Stored items
◆ ◆ ◆ ◆ ◆
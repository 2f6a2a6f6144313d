//! HIP-backed upstream resources
//!
//! `hipMalloc` and `hipHostMalloc` have no alignment parameter; they return
//! memory aligned to at least 256 bytes. Requests for stricter alignment
//! are rejected rather than silently mis-served.

use std::ptr;

use crate::backend::device::{get_error_string, DeviceGuard};
use crate::backend::ffi;
use crate::backend::resource::{MemoryContext, MemoryResource};
use crate::error::{PoolError, PoolResult};

/// Alignment guaranteed by the HIP allocation routines.
const HIP_ALLOC_ALIGNMENT: usize = 256;

fn check_alignment(alignment: usize) -> PoolResult<()> {
    if alignment > HIP_ALLOC_ALIGNMENT {
        return Err(PoolError::UnsupportedAlignment {
            requested: alignment,
            supported: HIP_ALLOC_ALIGNMENT,
        });
    }
    Ok(())
}

/// Upstream resource handing out device-local memory on a fixed device.
#[derive(Debug)]
pub struct DeviceResource {
    device_id: i32,
}

impl DeviceResource {
    pub fn new(device_id: i32) -> Self {
        DeviceResource { device_id }
    }

    pub fn device_id(&self) -> i32 {
        self.device_id
    }
}

impl MemoryResource for DeviceResource {
    fn allocate(&self, bytes: usize, alignment: usize) -> PoolResult<*mut u8> {
        if bytes == 0 {
            return Ok(ptr::null_mut());
        }
        check_alignment(alignment)?;

        let _guard = DeviceGuard::new(self.device_id)?;
        let mut raw: *mut std::ffi::c_void = ptr::null_mut();
        let result = unsafe { ffi::hipMalloc(&mut raw, bytes) };
        if result != ffi::HIP_SUCCESS {
            tracing::debug!(
                "DeviceResource: hipMalloc of {} bytes on device {} failed: {}",
                bytes,
                self.device_id,
                get_error_string(result)
            );
            return Err(PoolError::MemoryAllocationFailed(format!(
                "hipMalloc failed for {} bytes on device {}: {}",
                bytes,
                self.device_id,
                get_error_string(result)
            )));
        }
        if raw.is_null() {
            return Err(PoolError::MemoryAllocationFailed(format!(
                "hipMalloc returned null for {} bytes on device {}",
                bytes, self.device_id
            )));
        }
        tracing::trace!(
            "DeviceResource: allocated {} bytes at {:p} on device {}",
            bytes,
            raw,
            self.device_id
        );
        Ok(raw as *mut u8)
    }

    fn deallocate(&self, ptr: *mut u8, bytes: usize, _alignment: usize) -> PoolResult<()> {
        if ptr.is_null() || bytes == 0 {
            return Ok(());
        }
        let _guard = DeviceGuard::new(self.device_id)?;
        let result = unsafe { ffi::hipFree(ptr as *mut std::ffi::c_void) };
        if result != ffi::HIP_SUCCESS {
            return Err(PoolError::DeviceError(format!(
                "hipFree of {:p} on device {} failed: {}",
                ptr,
                self.device_id,
                get_error_string(result)
            )));
        }
        Ok(())
    }

    fn context(&self) -> MemoryContext {
        MemoryContext::device(self.device_id)
    }
}

/// Upstream resource handing out page-locked host memory.
#[derive(Debug, Default)]
pub struct PinnedResource;

impl MemoryResource for PinnedResource {
    fn allocate(&self, bytes: usize, alignment: usize) -> PoolResult<*mut u8> {
        if bytes == 0 {
            return Ok(ptr::null_mut());
        }
        check_alignment(alignment)?;

        let mut raw: *mut std::ffi::c_void = ptr::null_mut();
        let result =
            unsafe { ffi::hipHostMalloc(&mut raw, bytes, ffi::HIP_HOST_MALLOC_DEFAULT) };
        if result != ffi::HIP_SUCCESS {
            return Err(PoolError::MemoryAllocationFailed(format!(
                "hipHostMalloc failed for {} bytes: {}",
                bytes,
                get_error_string(result)
            )));
        }
        if raw.is_null() {
            return Err(PoolError::MemoryAllocationFailed(format!(
                "hipHostMalloc returned null for {} bytes",
                bytes
            )));
        }
        tracing::trace!("PinnedResource: allocated {} bytes at {:p}", bytes, raw);
        Ok(raw as *mut u8)
    }

    fn deallocate(&self, ptr: *mut u8, bytes: usize, _alignment: usize) -> PoolResult<()> {
        if ptr.is_null() || bytes == 0 {
            return Ok(());
        }
        let result = unsafe { ffi::hipHostFree(ptr as *mut std::ffi::c_void) };
        if result != ffi::HIP_SUCCESS {
            return Err(PoolError::DeviceError(format!(
                "hipHostFree of {:p} failed: {}",
                ptr,
                get_error_string(result)
            )));
        }
        Ok(())
    }

    fn context(&self) -> MemoryContext {
        MemoryContext::pinned()
    }
}
use paper_editor::commands::toggle_block_type;
use paper_editor::input_rules::{textblock_type_input_rule, AttrsFromMatch};
use paper_editor::{ConfigError, InputMatch, InputRule, MenuItem, NodeContext, NodeExtension};
use paper_model::{AttrSpec, Attrs, NodeSpec};
use serde_json::Value;
use std::sync::Arc;

/// Levels that get a toolbar button.
const MENU_LEVELS: [u64; 3] = [1, 2, 3];

pub fn level_attrs(level: u64) -> Attrs {
    Attrs::from([("level".to_string(), Value::from(level))])
}

pub struct Heading;

impl NodeExtension for Heading {
    fn name(&self) -> &str {
        "heading"
    }

    fn spec(&self) -> NodeSpec {
        NodeSpec::new()
            .content("text*")
            .marks("")
            .group("block")
            .defining()
            .attr("level", AttrSpec::with_default(1))
    }

    fn input_rules(&self, cx: &NodeContext) -> Result<Vec<InputRule>, ConfigError> {
        // `## ` makes a level 2 heading
        let level: AttrsFromMatch = Arc::new(|found: &InputMatch| found.group(1).map(|hashes| level_attrs(hashes.len() as u64)));
        Ok(vec![textblock_type_input_rule(r"^(#{1,6})\s$", cx.kind.clone(), Some(level))?])
    }

    fn menus(&self, cx: &NodeContext) -> Vec<MenuItem> {
        MENU_LEVELS
            .iter()
            .map(|&level| {
                let attrs = level_attrs(level);
                MenuItem::for_block(
                    format!("heading{level}"),
                    cx.kind.clone(),
                    Some(attrs.clone()),
                    toggle_block_type(cx.kind.clone(), Some(attrs)),
                )
            })
            .collect()
    }
}
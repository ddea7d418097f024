//! # Undo/Redo History
//!
//! A plugin whose state keeps the inverted steps of recent transactions.
//!
//! ## Design
//!
//! - Each tracked transaction records its inverted steps as one event
//! - Undo applies an event's steps last to first and pushes the inverse
//!   of what it did onto the redo stack
//! - New tracked edits clear the redo stack
//! - Transactions appended by plugins join the event of the transaction
//!   they were appended to
//! - Untracked changes (`addToHistory = false`) are mapped over instead
//!   of recorded
//!
//! ## Example
//!
//! ```rust,ignore
//! let state = EditorState::create(config.with_plugins(vec![Arc::new(HistoryPlugin::new(100))]))?;
//! let state = state.apply(edit)?;
//! let tr = undo()(&state).expect("something to undo");
//! let state = state.apply(tr)?;
//! ```

use crate::commands::{command, Command};
use crate::plugin::{Plugin, PluginState};
use crate::selection::Selection;
use crate::state::EditorState;
use crate::step::Step;
use crate::transaction::Transaction;
use std::sync::Arc;
use tracing::debug;

pub const HISTORY_KEY: &str = "history";

/// Transaction meta set by [`undo`] and [`redo`].
pub const HISTORY_META: &str = "history$";

/// One undoable unit: steps in the order they were recorded, each the
/// inverse of a step that was applied.
#[derive(Debug, Clone)]
pub struct HistoryEvent {
    pub inverted: Vec<Step>,

    /// Selection before the event's changes.
    pub selection: Selection,
}

#[derive(Debug, Clone, Default)]
pub struct HistoryState {
    done: Vec<HistoryEvent>,
    undone: Vec<HistoryEvent>,
}

impl HistoryState {
    pub fn undo_depth(&self) -> usize {
        self.done.len()
    }

    pub fn redo_depth(&self) -> usize {
        self.undone.len()
    }

    fn push_done(&mut self, event: HistoryEvent, depth: usize) {
        self.done.push(event);
        if self.done.len() > depth {
            let excess = self.done.len() - depth;
            self.done.drain(..excess);
        }
    }

    fn map_through(&mut self, tr: &Transaction) {
        let map = |events: &mut Vec<HistoryEvent>| {
            for event in events.iter_mut() {
                event.inverted = event
                    .inverted
                    .iter()
                    .filter_map(|step| step.map(tr.mapping()))
                    .collect();
                event.selection = event.selection.map(tr.doc(), tr.mapping());
            }
            events.retain(|event| !event.inverted.is_empty());
        };
        map(&mut self.done);
        map(&mut self.undone);
    }
}

/// What an undo or redo transaction carries for the history plugin.
#[derive(Debug, Clone)]
pub struct HistoryMeta {
    pub redo: bool,
    pub state: HistoryState,
}

fn inverted_steps(tr: &Transaction) -> Vec<Step> {
    tr.steps()
        .iter()
        .zip(tr.docs())
        .filter_map(|(step, doc)| step.invert(doc).ok())
        .collect()
}

#[derive(Debug, Clone)]
pub struct HistoryPlugin {
    depth: usize,
}

impl HistoryPlugin {
    pub fn new(depth: usize) -> Self {
        Self { depth: depth.max(1) }
    }
}

impl Plugin for HistoryPlugin {
    fn key(&self) -> &str {
        HISTORY_KEY
    }

    fn init_state(&self, _state: &EditorState) -> Option<PluginState> {
        Some(Arc::new(HistoryState::default()))
    }

    fn apply_state(&self, tr: &Transaction, value: &PluginState, old: &EditorState, _new: &EditorState) -> PluginState {
        let Some(history) = value.downcast_ref::<HistoryState>() else {
            return value.clone();
        };
        if let Some(meta) = tr.meta::<HistoryMeta>(HISTORY_META) {
            return Arc::new(meta.state.clone());
        }
        if !tr.doc_changed() {
            return value.clone();
        }

        let mut next = history.clone();
        let appended = tr.appended_from();
        if let Some(meta) = appended.and_then(|from| from.meta::<HistoryMeta>(HISTORY_META)) {
            // Corrections to an undo or redo belong to the event it produced.
            let target = if meta.redo { &mut next.done } else { &mut next.undone };
            if let Some(event) = target.last_mut() {
                event.inverted.extend(inverted_steps(tr));
            }
            return Arc::new(next);
        }

        let untracked = appended
            .and_then(|from| from.meta::<bool>(crate::transaction::ADD_TO_HISTORY))
            .map(|record| !record)
            .unwrap_or(false);
        if !tr.add_to_history() || untracked {
            next.map_through(tr);
            return Arc::new(next);
        }

        match (appended, next.done.last_mut()) {
            (Some(_), Some(event)) => event.inverted.extend(inverted_steps(tr)),
            _ => {
                let event = HistoryEvent {
                    inverted: inverted_steps(tr),
                    selection: old.selection().clone(),
                };
                next.push_done(event, self.depth);
            }
        }
        next.undone.clear();
        Arc::new(next)
    }
}

fn history_command(redo: bool) -> Command {
    command(move |state| {
        let history = state.plugin_state::<HistoryState>(HISTORY_KEY)?;
        let mut next = history.clone();
        let (source, target) = if redo {
            (&mut next.undone, &mut next.done)
        } else {
            (&mut next.done, &mut next.undone)
        };
        let event = source.pop()?;

        let mut tr = state.tr();
        for step in event.inverted.iter().rev() {
            if let Err(error) = tr.maybe_step(step.clone()) {
                debug!(%error, "skipping history step that no longer applies");
            }
        }
        if !tr.doc_changed() {
            return None;
        }
        target.push(HistoryEvent {
            inverted: inverted_steps(&tr),
            selection: state.selection().clone(),
        });
        if event.selection.is_valid(tr.doc()) {
            tr.set_selection(event.selection.clone());
        }
        debug!(redo, steps = tr.steps().len(), "history");
        tr.set_meta(HISTORY_META, HistoryMeta { redo, state: next });
        Some(tr)
    })
}

pub fn undo() -> Command {
    history_command(false)
}

pub fn redo() -> Command {
    history_command(true)
}

pub fn undo_depth(state: &EditorState) -> usize {
    state
        .plugin_state::<HistoryState>(HISTORY_KEY)
        .map(HistoryState::undo_depth)
        .unwrap_or(0)
}

pub fn redo_depth(state: &EditorState) -> usize {
    state
        .plugin_state::<HistoryState>(HISTORY_KEY)
        .map(HistoryState::redo_depth)
        .unwrap_or(0)
}

#[cfg(test)]
mod tests {
    use super::*;
    use crate::state::StateConfig;
    use paper_model::{NodeSpec, Schema, SchemaSpec};

    fn state(depth: usize) -> EditorState {
        let schema = Schema::new(
            SchemaSpec::default()
                .node("doc", NodeSpec::new().content("paragraph+"))
                .node("paragraph", NodeSpec::new().content("text*"))
                .node("text", NodeSpec::new()),
        )
        .unwrap();
        EditorState::create(StateConfig::new(schema).with_plugins(vec![Arc::new(HistoryPlugin::new(depth))])).unwrap()
    }

    fn type_text(state: &EditorState, text: &str) -> EditorState {
        let mut tr = state.tr();
        tr.insert_text_at_selection(text).unwrap();
        state.apply(tr).unwrap()
    }

    #[test]
    fn test_undo_redo() {
        let start = state(100);
        let typed = type_text(&type_text(&start, "ab"), "cd");
        assert_eq!(undo_depth(&typed), 2);

        let once = typed.apply(undo()(&typed).unwrap()).unwrap();
        assert_eq!(once.doc().text_content(), "ab");
        assert_eq!(once.selection(), &Selection::cursor(3));
        assert_eq!(redo_depth(&once), 1);

        let twice = once.apply(undo()(&once).unwrap()).unwrap();
        assert_eq!(twice.doc(), start.doc());
        assert!(undo()(&twice).is_none());

        let again = twice.apply(redo()(&twice).unwrap()).unwrap();
        assert_eq!(again.doc().text_content(), "ab");
    }

    #[test]
    fn test_new_edit_clears_redo() {
        let typed = type_text(&state(100), "ab");
        let undone = typed.apply(undo()(&typed).unwrap()).unwrap();
        let edited = type_text(&undone, "x");
        assert_eq!(redo_depth(&edited), 0);
        assert!(redo()(&edited).is_none());
    }

    #[test]
    fn test_depth_is_bounded() {
        let mut s = state(2);
        for text in ["a", "b", "c"] {
            s = type_text(&s, text);
        }
        assert_eq!(undo_depth(&s), 2);
    }

    #[test]
    fn test_untracked_changes_are_mapped() {
        let typed = type_text(&state(100), "ab");
        let mut tr = typed.tr();
        tr.insert_text("zz", 1, 1).unwrap();
        tr.set_add_to_history(false);
        let untracked = typed.apply(tr).unwrap();
        assert_eq!(undo_depth(&untracked), 1);

        let undone = untracked.apply(undo()(&untracked).unwrap()).unwrap();
        assert_eq!(undone.doc().text_content(), "zz");
    }
}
◆ ◆ ◆ ◆ ◆
■ **PROBLEM DESCRIPTION**
All lines from the start of the entries through the line where "for stricter alignment" sits should be duplicated exactly, with nothing else in the output.

■ **REPLY TO THE EXERCISE**
repository 2f6a2a6f6144313d
//! HIP-backed upstream resources
//!
//! `hipMalloc` and `hipHostMalloc` have no alignment parameter; they return
//! memory aligned to at least 256 bytes. Requests for stricter alignment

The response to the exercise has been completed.